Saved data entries
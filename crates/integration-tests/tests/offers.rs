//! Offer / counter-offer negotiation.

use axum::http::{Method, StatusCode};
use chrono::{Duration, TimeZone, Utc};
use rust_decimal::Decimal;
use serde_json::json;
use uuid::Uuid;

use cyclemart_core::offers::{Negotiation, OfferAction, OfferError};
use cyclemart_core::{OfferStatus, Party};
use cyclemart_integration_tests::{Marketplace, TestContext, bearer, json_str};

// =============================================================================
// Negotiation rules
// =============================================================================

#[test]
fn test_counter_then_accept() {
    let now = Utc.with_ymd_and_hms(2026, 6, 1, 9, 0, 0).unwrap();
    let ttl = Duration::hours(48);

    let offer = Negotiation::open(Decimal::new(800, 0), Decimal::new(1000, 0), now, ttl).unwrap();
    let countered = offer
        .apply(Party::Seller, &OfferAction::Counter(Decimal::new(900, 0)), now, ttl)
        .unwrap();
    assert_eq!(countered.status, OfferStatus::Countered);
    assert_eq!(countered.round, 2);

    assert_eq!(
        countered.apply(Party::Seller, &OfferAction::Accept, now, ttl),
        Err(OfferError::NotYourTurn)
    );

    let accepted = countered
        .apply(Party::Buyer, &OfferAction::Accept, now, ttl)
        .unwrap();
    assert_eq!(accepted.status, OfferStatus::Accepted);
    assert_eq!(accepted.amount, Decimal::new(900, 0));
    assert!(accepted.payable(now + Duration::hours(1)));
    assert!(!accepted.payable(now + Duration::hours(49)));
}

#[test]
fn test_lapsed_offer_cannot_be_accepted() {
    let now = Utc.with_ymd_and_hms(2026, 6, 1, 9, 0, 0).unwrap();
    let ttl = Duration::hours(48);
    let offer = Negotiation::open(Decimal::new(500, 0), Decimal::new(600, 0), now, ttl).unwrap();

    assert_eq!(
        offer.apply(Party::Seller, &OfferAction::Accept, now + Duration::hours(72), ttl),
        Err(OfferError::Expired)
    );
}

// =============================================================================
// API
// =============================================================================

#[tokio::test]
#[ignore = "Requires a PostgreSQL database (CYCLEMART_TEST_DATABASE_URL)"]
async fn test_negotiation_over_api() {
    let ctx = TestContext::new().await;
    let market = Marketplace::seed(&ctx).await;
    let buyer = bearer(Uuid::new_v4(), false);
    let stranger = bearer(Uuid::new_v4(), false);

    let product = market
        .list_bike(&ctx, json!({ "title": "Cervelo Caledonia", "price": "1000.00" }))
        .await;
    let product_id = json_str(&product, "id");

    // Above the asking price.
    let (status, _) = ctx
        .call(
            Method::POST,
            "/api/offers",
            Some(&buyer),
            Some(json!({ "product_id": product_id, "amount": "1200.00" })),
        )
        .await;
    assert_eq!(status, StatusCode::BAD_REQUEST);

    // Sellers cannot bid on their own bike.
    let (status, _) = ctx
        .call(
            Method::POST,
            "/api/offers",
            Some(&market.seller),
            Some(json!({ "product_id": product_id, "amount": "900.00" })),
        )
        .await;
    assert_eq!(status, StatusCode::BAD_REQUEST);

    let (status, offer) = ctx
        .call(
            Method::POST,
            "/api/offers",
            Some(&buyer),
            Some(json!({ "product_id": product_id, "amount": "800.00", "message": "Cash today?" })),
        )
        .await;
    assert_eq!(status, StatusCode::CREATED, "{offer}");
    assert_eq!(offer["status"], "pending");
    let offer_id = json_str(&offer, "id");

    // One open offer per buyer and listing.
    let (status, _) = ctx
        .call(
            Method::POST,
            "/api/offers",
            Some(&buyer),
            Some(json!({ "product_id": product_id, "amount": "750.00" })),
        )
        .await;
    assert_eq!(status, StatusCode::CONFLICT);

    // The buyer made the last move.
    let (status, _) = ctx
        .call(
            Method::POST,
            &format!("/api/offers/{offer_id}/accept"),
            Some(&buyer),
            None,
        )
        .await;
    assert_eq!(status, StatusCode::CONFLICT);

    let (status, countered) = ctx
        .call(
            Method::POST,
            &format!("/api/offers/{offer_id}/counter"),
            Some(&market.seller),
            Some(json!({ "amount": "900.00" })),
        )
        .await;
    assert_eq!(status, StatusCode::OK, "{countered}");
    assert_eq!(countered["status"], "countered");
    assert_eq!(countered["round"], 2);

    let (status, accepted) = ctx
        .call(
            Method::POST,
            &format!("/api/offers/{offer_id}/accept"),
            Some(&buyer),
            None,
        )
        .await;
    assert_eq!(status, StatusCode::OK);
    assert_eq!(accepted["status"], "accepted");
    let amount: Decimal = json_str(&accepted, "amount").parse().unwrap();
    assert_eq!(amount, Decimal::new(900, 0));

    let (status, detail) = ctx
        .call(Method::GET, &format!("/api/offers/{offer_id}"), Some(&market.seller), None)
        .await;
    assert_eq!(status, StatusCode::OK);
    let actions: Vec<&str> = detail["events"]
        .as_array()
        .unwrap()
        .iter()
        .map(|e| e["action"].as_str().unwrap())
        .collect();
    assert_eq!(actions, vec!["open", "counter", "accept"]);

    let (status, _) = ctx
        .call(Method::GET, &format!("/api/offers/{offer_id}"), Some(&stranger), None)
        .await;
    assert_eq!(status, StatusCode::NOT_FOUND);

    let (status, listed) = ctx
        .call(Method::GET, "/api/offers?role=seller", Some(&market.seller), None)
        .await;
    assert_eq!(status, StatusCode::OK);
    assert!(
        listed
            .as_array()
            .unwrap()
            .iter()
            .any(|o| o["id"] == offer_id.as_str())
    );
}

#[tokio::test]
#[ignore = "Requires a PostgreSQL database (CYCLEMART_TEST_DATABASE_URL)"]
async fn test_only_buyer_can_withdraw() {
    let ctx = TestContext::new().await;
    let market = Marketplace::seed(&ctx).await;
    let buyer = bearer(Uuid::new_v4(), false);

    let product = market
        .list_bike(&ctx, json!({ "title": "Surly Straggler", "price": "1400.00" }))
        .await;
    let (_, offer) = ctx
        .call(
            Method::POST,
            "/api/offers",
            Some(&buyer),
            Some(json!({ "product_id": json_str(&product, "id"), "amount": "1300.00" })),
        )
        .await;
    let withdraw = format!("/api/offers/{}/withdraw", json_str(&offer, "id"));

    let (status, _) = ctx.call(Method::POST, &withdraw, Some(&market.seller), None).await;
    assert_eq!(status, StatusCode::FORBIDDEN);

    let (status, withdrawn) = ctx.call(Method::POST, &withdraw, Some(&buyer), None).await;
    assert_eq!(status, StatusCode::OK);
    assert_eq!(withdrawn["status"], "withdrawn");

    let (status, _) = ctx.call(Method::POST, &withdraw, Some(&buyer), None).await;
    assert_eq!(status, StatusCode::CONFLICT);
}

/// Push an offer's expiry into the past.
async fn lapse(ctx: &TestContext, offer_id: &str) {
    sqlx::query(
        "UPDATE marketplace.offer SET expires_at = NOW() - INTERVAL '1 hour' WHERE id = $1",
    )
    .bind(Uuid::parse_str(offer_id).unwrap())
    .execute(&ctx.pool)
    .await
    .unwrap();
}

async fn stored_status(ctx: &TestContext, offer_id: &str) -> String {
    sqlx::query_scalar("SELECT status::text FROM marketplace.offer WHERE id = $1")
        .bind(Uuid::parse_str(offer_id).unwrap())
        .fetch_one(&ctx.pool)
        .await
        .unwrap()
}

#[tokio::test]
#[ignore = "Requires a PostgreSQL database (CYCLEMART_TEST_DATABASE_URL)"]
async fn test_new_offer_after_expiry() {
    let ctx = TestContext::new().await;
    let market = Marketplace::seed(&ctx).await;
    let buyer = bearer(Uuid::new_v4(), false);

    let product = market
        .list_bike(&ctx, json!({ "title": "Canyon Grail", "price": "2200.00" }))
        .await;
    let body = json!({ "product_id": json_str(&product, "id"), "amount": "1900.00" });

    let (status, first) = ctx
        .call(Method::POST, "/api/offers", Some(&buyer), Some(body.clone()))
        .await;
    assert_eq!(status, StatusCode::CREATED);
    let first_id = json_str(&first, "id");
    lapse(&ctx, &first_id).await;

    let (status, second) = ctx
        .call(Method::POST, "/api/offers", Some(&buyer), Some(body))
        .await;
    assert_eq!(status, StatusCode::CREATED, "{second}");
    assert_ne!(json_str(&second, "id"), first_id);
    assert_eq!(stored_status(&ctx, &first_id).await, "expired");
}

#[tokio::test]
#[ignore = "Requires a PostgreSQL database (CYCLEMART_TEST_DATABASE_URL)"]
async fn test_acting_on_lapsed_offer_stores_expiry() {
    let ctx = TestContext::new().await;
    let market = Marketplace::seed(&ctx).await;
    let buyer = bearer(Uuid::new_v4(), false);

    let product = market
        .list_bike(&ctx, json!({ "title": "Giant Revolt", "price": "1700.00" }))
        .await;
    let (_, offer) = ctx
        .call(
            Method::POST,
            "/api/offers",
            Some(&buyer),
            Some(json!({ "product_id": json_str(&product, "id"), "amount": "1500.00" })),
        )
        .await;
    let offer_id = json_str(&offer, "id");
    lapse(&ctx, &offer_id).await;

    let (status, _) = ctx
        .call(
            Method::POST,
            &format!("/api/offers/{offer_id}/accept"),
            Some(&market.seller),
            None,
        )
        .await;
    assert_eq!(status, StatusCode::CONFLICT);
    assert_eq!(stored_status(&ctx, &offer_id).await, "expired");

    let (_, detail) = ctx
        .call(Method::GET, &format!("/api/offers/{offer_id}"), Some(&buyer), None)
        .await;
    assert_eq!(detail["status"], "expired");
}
==
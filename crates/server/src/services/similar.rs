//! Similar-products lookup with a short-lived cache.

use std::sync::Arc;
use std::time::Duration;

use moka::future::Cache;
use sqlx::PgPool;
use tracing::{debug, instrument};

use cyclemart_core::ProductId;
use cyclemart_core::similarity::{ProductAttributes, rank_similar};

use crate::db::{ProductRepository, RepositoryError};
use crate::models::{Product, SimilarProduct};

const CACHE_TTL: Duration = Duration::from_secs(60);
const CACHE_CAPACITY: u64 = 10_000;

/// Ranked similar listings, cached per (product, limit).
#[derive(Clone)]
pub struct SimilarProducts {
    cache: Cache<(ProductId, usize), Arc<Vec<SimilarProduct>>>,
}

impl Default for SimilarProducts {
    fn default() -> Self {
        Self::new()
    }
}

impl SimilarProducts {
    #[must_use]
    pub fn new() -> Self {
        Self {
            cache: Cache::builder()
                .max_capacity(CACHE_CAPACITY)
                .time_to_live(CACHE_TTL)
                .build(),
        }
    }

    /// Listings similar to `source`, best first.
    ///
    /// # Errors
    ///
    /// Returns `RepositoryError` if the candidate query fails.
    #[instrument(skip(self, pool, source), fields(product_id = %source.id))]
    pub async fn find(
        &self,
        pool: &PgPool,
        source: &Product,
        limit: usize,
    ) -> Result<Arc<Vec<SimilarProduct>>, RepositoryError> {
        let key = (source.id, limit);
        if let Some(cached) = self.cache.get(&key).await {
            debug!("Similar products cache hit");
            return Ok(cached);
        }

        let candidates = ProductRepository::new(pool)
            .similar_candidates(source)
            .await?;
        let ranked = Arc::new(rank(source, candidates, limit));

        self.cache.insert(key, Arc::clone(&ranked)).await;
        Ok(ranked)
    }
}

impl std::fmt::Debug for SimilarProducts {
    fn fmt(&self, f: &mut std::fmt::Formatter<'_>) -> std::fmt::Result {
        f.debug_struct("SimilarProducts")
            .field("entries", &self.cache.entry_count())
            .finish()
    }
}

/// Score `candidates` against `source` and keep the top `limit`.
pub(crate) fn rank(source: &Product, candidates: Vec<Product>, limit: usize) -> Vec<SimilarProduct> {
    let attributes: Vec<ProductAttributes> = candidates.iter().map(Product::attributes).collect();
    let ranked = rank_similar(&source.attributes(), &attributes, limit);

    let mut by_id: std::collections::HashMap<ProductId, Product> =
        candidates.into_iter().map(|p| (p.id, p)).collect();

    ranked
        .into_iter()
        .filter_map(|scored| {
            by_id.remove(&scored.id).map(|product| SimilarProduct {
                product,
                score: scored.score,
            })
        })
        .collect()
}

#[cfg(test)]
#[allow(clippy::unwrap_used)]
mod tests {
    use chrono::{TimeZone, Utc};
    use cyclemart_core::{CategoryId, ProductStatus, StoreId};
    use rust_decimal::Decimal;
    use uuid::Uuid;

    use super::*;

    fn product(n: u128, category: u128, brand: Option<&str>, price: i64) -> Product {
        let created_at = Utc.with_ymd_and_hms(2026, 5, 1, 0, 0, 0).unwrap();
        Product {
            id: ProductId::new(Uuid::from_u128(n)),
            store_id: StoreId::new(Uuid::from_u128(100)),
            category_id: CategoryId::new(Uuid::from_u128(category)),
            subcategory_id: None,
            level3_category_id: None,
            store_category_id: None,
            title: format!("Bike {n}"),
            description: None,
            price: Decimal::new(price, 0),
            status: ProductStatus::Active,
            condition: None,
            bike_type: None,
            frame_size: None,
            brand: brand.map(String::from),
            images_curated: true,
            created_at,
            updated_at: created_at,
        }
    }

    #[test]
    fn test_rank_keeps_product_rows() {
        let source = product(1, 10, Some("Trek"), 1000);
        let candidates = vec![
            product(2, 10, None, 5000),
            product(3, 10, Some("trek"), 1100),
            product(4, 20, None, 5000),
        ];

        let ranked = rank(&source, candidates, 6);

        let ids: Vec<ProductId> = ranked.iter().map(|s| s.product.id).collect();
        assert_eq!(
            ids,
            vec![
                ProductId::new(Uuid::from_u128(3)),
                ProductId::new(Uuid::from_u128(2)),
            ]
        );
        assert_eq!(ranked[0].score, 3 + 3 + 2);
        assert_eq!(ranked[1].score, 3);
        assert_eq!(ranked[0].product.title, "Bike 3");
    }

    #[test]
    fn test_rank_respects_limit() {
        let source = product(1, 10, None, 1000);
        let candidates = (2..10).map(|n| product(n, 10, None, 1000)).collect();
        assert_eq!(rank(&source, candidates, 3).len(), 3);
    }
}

### EXERCISE DETAILS
Filter the entries and keep only the lines holding "chrono".

### YOUR SOLUTION
use chrono::{Duration, TimeZone, Utc};
    use chrono::{TimeZone, Utc};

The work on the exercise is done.